==== The records

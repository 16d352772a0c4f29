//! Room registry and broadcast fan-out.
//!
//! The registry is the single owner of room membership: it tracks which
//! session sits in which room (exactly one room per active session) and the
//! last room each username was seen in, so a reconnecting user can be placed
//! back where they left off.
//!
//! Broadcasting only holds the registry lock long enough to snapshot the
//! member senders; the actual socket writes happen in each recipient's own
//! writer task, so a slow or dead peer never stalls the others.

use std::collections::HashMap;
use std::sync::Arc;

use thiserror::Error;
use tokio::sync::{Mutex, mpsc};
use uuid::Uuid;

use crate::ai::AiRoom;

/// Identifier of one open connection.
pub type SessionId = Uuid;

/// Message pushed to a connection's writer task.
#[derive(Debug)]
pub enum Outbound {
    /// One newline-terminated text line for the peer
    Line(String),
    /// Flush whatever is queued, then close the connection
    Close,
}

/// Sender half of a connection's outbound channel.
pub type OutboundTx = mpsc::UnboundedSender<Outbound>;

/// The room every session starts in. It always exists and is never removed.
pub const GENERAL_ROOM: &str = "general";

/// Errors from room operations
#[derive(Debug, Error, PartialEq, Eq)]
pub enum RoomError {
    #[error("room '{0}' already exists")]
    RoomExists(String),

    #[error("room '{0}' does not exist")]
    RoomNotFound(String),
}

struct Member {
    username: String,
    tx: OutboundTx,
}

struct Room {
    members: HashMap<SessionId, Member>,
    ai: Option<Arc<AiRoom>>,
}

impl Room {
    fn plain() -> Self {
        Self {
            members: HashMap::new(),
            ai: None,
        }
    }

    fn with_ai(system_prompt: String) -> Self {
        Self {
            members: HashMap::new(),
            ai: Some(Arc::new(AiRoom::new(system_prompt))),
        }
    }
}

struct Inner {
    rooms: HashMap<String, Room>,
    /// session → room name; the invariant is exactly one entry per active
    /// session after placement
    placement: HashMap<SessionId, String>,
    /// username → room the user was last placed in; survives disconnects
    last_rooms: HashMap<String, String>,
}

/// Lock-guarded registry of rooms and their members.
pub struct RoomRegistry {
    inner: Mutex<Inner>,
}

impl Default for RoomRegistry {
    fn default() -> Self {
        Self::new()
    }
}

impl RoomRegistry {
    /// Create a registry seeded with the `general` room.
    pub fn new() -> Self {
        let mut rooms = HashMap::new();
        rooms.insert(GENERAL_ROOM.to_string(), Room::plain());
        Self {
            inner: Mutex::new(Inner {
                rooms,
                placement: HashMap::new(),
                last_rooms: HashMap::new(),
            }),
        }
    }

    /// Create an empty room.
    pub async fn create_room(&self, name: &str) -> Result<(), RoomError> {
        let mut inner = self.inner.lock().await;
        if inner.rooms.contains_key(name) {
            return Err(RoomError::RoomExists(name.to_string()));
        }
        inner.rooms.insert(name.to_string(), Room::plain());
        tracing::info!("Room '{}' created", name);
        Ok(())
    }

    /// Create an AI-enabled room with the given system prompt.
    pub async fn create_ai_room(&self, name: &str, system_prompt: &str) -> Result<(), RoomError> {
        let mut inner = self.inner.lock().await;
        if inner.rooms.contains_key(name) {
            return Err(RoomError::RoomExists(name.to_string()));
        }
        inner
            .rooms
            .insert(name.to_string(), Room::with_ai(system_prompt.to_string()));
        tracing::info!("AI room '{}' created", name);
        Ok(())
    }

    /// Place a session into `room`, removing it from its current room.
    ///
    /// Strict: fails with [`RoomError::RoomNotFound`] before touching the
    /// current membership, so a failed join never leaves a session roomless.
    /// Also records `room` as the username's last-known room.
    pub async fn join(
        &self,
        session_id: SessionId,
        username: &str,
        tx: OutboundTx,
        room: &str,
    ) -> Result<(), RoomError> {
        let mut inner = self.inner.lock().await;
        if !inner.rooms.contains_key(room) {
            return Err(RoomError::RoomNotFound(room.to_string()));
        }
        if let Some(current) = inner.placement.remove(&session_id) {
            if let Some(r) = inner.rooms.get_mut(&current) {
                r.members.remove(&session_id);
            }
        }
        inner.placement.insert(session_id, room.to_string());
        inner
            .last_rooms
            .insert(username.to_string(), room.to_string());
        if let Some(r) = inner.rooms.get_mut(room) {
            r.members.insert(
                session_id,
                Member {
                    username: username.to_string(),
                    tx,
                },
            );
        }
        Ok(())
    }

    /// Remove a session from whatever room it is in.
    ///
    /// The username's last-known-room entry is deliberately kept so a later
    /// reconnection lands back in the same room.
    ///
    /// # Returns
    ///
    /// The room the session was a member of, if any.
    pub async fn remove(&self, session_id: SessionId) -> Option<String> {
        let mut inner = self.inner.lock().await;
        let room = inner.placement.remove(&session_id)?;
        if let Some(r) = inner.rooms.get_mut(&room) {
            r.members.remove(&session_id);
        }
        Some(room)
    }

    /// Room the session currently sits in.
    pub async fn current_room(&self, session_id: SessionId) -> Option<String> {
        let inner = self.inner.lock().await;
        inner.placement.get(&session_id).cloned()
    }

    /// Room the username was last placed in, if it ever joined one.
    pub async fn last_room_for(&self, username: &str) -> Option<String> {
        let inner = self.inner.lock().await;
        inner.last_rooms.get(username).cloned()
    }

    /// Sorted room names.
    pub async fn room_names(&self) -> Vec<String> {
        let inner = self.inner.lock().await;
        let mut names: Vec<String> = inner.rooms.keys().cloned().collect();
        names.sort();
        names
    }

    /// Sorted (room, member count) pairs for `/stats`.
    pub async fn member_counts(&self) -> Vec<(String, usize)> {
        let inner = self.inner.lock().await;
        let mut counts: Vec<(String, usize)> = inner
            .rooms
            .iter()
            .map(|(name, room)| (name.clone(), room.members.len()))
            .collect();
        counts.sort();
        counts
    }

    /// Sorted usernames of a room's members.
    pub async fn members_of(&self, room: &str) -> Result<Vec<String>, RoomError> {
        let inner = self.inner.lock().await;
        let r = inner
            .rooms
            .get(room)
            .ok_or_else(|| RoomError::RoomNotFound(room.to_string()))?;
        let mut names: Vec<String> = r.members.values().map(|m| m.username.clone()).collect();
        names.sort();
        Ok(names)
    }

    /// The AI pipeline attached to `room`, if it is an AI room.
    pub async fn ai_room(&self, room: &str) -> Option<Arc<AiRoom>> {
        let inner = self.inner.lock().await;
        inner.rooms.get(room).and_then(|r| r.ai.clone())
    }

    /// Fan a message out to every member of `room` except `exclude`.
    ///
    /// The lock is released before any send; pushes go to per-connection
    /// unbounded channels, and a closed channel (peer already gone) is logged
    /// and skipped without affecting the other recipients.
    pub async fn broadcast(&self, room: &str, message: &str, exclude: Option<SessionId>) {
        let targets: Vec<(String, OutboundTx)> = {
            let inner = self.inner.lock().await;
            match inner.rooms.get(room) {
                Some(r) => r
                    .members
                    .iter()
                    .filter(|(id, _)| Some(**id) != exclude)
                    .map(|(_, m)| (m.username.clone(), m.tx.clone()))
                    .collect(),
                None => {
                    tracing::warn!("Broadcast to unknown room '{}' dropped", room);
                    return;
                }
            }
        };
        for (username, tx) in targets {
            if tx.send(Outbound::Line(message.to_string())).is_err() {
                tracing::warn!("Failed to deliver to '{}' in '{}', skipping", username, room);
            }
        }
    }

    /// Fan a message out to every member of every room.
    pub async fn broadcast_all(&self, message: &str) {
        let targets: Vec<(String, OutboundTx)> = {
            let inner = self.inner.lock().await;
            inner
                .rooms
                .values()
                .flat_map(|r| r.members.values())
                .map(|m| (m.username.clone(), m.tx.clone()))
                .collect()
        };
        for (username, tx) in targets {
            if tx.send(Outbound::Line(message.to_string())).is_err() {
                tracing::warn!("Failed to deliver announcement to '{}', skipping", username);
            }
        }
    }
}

========

Copy all lines from the data above that contain the word "info".

        tracing::info!("Room '{}' created", name);
        tracing::info!("AI room '{}' created", name);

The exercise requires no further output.